[Stored items]
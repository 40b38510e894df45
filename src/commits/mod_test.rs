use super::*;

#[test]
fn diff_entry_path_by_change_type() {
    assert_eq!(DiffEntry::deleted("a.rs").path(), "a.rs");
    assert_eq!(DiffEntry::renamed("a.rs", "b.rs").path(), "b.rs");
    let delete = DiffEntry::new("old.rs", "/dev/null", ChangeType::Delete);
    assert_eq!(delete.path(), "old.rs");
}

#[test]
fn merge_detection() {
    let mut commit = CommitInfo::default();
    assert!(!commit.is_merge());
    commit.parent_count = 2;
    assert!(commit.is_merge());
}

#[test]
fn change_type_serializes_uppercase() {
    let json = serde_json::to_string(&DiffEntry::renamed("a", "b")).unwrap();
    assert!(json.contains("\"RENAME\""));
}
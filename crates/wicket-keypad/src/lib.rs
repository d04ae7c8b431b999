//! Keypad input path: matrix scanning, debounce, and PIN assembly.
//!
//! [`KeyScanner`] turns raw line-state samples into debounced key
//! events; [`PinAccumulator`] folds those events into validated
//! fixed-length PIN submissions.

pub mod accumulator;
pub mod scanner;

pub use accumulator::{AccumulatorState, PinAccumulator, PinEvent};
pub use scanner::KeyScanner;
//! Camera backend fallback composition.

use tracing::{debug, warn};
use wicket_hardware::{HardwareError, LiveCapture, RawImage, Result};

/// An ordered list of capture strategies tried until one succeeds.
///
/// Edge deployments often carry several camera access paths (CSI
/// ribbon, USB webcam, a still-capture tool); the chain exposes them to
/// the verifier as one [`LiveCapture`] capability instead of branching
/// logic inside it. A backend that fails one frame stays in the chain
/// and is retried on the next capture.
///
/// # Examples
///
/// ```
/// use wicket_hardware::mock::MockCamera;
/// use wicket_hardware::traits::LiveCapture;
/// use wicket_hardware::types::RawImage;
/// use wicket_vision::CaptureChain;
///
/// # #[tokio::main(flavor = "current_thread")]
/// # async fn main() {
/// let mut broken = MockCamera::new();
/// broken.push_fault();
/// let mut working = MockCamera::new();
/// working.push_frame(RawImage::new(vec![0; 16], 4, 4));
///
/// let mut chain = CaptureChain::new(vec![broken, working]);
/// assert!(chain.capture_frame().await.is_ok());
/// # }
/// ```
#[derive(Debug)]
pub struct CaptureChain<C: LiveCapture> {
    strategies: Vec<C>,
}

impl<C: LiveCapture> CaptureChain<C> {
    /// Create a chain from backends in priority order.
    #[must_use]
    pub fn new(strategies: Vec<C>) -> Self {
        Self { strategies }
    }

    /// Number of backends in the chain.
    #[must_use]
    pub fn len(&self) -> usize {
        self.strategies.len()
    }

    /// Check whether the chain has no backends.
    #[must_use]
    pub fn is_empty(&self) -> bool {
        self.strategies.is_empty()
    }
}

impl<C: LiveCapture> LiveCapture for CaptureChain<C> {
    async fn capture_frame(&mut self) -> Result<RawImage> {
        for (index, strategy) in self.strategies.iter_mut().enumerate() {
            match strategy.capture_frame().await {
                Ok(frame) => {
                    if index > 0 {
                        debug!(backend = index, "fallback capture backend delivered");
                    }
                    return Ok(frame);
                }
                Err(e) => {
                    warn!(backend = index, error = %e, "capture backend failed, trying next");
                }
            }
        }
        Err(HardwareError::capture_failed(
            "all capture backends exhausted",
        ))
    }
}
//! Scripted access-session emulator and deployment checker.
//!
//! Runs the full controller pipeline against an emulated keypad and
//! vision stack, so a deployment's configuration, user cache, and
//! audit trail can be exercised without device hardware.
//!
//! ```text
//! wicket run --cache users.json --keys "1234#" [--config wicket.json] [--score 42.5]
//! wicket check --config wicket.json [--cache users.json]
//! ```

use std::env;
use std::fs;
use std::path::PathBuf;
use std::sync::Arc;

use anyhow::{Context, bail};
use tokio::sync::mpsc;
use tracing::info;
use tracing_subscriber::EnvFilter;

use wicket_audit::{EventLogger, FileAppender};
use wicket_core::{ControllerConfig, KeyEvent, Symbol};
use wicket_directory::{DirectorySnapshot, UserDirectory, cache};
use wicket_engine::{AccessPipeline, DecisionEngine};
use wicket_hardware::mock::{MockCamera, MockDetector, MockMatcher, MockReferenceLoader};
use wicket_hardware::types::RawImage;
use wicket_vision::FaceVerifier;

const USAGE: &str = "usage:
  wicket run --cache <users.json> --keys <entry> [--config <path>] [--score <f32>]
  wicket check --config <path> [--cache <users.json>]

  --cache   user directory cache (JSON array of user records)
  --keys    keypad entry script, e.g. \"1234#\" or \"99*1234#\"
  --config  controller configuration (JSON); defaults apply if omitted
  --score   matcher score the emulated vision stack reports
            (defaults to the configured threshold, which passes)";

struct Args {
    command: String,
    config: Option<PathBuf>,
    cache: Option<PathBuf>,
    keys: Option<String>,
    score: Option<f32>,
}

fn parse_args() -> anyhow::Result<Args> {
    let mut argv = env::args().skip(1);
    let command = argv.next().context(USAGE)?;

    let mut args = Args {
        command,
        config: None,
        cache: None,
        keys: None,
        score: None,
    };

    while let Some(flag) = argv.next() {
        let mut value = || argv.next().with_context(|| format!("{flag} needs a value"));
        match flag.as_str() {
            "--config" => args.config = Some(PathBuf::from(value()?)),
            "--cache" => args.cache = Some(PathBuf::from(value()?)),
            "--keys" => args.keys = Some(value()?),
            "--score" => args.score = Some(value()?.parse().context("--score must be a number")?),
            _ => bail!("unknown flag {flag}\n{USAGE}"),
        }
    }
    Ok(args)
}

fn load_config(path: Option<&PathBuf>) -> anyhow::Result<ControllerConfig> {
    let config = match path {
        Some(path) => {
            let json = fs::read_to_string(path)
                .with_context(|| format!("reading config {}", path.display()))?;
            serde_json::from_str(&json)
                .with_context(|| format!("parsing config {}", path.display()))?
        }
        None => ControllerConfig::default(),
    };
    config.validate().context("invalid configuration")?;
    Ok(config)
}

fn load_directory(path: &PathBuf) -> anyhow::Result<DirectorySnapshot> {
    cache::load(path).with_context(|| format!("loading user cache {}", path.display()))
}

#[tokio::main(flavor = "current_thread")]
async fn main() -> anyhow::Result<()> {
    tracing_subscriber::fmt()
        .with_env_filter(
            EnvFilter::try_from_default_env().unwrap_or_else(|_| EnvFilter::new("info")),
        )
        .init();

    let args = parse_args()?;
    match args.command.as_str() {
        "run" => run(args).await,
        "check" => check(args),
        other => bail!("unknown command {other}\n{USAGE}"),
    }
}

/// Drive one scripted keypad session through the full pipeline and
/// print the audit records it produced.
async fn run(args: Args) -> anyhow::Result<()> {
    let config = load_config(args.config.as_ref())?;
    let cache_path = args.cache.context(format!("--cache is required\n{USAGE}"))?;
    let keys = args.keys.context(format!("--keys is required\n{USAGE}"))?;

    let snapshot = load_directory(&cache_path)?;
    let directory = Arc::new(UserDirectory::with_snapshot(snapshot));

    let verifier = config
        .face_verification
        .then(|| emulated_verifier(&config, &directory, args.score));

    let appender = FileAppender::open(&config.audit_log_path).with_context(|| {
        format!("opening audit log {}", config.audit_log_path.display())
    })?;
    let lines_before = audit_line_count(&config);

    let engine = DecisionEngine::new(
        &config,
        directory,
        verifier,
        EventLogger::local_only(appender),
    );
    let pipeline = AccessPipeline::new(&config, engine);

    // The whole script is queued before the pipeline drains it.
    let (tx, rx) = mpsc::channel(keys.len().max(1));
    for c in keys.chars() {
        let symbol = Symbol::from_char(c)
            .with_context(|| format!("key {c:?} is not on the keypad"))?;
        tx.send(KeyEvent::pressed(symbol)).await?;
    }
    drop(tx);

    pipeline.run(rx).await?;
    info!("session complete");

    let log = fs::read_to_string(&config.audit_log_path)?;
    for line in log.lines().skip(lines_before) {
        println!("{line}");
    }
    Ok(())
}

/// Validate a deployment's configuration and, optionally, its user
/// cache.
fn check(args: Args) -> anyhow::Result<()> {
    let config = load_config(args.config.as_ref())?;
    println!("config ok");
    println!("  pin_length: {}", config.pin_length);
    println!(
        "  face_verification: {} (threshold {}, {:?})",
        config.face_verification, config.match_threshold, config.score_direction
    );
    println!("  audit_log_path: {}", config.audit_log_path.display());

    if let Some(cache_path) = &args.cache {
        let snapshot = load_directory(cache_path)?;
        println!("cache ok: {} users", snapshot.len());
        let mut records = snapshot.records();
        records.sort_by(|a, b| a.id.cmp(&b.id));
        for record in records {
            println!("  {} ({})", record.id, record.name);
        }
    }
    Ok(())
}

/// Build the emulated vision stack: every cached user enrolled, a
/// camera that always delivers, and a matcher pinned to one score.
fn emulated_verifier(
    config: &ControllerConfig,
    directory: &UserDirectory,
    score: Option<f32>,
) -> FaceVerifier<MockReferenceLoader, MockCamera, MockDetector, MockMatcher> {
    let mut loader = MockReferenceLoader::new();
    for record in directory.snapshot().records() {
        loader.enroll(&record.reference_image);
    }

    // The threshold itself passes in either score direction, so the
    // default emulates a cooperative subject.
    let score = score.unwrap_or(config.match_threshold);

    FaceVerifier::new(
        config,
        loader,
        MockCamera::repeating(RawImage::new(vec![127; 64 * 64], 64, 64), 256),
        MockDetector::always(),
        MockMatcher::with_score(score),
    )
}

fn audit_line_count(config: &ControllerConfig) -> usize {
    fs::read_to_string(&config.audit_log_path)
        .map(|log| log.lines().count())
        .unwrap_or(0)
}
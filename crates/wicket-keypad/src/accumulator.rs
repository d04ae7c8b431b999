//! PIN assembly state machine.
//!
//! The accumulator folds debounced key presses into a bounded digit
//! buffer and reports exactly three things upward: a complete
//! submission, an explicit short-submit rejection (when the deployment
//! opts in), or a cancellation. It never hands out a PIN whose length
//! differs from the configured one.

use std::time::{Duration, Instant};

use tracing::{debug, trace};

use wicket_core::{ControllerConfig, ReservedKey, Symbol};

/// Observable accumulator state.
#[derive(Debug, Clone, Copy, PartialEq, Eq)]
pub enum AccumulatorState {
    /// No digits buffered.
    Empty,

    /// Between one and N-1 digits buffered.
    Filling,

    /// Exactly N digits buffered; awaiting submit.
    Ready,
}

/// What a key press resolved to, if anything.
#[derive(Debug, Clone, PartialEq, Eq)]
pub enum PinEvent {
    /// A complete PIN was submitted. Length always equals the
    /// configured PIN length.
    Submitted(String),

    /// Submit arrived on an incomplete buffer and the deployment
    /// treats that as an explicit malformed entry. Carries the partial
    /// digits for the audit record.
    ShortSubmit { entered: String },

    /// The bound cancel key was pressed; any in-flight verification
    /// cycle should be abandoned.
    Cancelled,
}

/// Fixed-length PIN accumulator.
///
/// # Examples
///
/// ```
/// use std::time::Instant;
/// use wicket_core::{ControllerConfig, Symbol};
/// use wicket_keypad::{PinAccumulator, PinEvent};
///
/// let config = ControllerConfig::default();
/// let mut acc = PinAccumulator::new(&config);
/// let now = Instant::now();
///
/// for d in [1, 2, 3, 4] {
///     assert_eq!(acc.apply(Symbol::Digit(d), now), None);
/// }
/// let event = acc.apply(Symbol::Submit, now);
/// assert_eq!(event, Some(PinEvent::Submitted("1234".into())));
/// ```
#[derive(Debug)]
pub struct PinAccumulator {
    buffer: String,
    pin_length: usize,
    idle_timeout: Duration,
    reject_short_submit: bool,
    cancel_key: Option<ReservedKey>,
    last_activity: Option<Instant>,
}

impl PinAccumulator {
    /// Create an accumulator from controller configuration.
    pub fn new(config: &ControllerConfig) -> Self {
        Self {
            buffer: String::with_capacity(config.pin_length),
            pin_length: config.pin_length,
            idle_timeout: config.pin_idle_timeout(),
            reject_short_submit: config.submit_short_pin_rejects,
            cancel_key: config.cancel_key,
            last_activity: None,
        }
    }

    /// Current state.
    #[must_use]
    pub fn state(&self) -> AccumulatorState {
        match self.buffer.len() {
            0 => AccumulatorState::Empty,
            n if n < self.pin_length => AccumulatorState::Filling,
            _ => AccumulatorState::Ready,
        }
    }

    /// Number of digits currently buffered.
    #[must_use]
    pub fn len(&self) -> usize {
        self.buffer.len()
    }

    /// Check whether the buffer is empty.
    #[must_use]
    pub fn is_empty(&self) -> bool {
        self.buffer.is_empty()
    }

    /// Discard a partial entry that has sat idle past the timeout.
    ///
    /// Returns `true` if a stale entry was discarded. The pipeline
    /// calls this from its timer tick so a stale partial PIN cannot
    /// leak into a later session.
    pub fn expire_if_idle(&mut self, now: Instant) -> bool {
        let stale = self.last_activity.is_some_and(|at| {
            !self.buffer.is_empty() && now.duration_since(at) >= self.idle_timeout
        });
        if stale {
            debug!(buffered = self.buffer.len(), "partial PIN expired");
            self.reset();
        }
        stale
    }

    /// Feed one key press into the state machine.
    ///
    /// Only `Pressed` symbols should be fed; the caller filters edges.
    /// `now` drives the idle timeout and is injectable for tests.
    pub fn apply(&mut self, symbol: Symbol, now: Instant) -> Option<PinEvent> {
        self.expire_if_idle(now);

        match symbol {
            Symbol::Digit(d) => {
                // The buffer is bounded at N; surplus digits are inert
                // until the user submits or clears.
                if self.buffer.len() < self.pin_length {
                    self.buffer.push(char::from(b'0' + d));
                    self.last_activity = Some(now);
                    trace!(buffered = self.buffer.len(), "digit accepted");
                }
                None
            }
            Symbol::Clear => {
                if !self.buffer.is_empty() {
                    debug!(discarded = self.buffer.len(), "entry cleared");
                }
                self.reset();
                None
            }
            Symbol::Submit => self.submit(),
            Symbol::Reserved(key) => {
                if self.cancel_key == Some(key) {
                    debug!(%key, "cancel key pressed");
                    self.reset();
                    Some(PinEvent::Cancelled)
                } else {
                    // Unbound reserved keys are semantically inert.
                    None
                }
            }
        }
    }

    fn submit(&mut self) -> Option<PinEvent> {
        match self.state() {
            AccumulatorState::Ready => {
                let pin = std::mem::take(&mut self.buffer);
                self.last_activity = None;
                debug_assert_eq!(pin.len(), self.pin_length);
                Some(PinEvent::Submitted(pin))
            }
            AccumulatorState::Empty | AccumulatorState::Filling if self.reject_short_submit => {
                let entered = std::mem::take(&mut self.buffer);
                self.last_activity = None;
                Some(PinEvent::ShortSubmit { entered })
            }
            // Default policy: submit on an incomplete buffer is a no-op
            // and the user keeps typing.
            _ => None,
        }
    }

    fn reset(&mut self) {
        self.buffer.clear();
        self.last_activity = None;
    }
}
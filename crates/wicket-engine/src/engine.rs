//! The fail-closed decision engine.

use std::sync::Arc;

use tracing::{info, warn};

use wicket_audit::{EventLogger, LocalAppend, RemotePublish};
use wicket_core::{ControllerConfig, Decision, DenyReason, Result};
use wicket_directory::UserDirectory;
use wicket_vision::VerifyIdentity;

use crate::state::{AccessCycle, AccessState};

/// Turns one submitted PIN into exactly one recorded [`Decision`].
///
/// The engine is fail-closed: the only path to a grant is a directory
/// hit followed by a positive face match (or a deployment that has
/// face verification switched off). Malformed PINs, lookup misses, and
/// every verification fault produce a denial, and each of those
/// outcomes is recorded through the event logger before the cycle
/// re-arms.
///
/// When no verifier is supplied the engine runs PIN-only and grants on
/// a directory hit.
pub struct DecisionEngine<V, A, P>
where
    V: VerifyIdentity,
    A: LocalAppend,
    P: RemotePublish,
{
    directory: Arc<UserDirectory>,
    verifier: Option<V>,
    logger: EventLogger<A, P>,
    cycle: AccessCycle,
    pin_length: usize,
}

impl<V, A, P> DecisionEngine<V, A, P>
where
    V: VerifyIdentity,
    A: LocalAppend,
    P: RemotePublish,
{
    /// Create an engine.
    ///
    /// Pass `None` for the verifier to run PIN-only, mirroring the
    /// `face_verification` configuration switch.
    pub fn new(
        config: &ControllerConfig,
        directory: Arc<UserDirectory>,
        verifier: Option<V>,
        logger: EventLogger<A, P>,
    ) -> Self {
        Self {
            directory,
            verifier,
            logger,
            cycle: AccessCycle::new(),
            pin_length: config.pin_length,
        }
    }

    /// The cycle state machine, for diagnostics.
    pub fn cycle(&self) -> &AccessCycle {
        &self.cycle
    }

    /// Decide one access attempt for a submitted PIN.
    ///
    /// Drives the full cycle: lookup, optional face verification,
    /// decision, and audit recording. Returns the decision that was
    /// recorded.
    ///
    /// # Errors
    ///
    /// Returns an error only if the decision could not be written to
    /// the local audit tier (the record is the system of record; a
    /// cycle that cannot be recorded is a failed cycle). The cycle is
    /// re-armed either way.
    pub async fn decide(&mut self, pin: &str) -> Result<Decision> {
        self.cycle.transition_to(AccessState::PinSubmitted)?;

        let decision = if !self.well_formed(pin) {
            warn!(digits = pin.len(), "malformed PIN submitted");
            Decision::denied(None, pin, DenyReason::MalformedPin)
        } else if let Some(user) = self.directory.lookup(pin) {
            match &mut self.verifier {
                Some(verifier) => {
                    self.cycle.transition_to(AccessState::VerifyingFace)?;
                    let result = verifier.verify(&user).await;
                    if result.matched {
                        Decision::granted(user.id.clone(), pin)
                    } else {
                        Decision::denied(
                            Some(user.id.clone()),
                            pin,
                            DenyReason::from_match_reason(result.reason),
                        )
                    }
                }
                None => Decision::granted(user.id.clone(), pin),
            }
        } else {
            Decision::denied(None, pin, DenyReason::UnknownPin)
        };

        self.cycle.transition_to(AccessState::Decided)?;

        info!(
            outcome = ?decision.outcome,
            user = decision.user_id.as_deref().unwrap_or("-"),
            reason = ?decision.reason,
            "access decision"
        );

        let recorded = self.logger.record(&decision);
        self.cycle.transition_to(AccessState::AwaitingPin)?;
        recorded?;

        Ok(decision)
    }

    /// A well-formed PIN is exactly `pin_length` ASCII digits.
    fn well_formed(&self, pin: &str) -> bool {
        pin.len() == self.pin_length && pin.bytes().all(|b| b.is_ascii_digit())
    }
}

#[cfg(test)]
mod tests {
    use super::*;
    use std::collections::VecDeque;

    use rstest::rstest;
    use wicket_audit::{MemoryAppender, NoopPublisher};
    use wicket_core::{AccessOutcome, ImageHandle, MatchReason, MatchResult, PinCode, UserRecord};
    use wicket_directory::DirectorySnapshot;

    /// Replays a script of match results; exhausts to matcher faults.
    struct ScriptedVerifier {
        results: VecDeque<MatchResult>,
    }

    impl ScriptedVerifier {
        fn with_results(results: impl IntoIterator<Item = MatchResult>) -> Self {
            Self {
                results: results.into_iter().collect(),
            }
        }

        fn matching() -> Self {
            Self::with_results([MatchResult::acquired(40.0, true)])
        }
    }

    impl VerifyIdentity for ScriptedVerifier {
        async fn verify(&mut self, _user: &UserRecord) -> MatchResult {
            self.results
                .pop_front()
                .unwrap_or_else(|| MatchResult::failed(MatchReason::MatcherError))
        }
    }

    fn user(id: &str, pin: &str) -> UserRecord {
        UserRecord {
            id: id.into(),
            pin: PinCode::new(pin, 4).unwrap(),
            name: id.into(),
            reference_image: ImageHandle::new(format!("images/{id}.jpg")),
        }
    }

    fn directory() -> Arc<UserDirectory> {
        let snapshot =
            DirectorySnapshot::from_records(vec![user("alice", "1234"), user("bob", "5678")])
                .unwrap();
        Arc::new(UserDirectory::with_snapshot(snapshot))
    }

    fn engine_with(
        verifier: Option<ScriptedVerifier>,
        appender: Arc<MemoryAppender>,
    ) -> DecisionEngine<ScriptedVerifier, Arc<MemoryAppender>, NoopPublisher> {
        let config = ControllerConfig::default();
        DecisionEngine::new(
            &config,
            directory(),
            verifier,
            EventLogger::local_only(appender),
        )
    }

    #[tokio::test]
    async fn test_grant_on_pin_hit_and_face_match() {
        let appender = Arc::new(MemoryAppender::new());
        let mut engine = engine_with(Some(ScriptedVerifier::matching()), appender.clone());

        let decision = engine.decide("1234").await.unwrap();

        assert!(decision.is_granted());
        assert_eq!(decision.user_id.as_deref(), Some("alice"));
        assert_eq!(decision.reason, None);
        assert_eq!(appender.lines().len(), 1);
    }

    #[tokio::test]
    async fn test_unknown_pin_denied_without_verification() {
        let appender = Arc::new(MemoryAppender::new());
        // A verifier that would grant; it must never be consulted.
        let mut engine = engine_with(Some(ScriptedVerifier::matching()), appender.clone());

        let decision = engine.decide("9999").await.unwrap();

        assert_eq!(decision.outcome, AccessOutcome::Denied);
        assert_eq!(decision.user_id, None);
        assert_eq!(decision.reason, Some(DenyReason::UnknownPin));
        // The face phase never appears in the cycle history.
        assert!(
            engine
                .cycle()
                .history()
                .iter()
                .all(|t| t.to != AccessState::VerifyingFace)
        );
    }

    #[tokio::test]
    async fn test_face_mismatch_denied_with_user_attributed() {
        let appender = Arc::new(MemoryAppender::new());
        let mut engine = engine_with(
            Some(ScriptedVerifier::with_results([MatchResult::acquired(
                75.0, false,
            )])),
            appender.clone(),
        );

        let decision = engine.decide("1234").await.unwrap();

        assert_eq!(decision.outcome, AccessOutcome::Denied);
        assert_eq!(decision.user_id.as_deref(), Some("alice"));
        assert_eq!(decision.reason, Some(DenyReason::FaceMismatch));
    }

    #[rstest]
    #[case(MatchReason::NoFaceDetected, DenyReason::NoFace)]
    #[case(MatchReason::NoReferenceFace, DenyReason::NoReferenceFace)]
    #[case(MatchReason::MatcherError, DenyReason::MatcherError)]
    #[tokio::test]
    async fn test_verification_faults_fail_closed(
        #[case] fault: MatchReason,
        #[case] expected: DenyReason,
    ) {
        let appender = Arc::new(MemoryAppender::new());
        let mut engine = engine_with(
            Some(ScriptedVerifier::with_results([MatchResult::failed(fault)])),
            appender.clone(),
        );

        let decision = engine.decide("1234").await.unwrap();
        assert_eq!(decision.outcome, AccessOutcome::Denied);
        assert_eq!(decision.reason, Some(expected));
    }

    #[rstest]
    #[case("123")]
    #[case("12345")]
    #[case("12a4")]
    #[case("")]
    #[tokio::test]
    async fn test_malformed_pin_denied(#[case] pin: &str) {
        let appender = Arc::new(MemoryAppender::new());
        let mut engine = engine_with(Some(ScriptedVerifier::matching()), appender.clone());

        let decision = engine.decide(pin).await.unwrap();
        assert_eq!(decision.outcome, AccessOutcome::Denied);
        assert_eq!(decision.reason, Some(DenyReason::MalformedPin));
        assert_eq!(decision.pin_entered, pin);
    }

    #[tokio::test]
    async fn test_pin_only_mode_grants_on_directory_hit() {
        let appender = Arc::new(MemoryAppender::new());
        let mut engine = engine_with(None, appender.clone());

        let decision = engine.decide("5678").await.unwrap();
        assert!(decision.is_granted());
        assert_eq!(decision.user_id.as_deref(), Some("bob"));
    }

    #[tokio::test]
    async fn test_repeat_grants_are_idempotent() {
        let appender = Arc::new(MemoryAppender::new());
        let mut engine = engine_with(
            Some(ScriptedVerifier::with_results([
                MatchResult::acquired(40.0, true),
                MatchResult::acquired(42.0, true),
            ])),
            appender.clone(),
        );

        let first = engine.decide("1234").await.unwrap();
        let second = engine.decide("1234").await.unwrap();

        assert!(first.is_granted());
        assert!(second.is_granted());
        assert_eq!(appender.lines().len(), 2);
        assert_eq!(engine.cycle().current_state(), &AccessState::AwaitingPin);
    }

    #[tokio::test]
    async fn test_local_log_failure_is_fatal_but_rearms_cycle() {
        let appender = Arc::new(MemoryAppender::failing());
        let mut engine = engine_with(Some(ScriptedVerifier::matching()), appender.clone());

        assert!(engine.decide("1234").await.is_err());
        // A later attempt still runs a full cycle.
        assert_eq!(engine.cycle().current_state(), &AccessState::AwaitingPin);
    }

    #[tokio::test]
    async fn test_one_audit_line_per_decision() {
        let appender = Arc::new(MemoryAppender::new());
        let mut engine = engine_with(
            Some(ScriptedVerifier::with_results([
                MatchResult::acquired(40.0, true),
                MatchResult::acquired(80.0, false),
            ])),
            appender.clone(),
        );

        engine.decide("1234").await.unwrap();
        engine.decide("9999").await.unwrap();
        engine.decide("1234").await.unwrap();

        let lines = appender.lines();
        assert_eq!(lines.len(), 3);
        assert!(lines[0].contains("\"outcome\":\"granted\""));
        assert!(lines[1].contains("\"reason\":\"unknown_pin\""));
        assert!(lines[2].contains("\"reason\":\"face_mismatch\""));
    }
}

Problem details
Whenever a line of the records holds the string "MatchReason", pick it out and copy it.

Reply to the exercise
    use wicket_core::{AccessOutcome, ImageHandle, MatchReason, MatchResult, PinCode, UserRecord};
                .unwrap_or_else(|| MatchResult::failed(MatchReason::MatcherError))
    #[case(MatchReason::NoFaceDetected, DenyReason::NoFace)]
    #[case(MatchReason::NoReferenceFace, DenyReason::NoReferenceFace)]
    #[case(MatchReason::MatcherError, DenyReason::MatcherError)]
        #[case] fault: MatchReason,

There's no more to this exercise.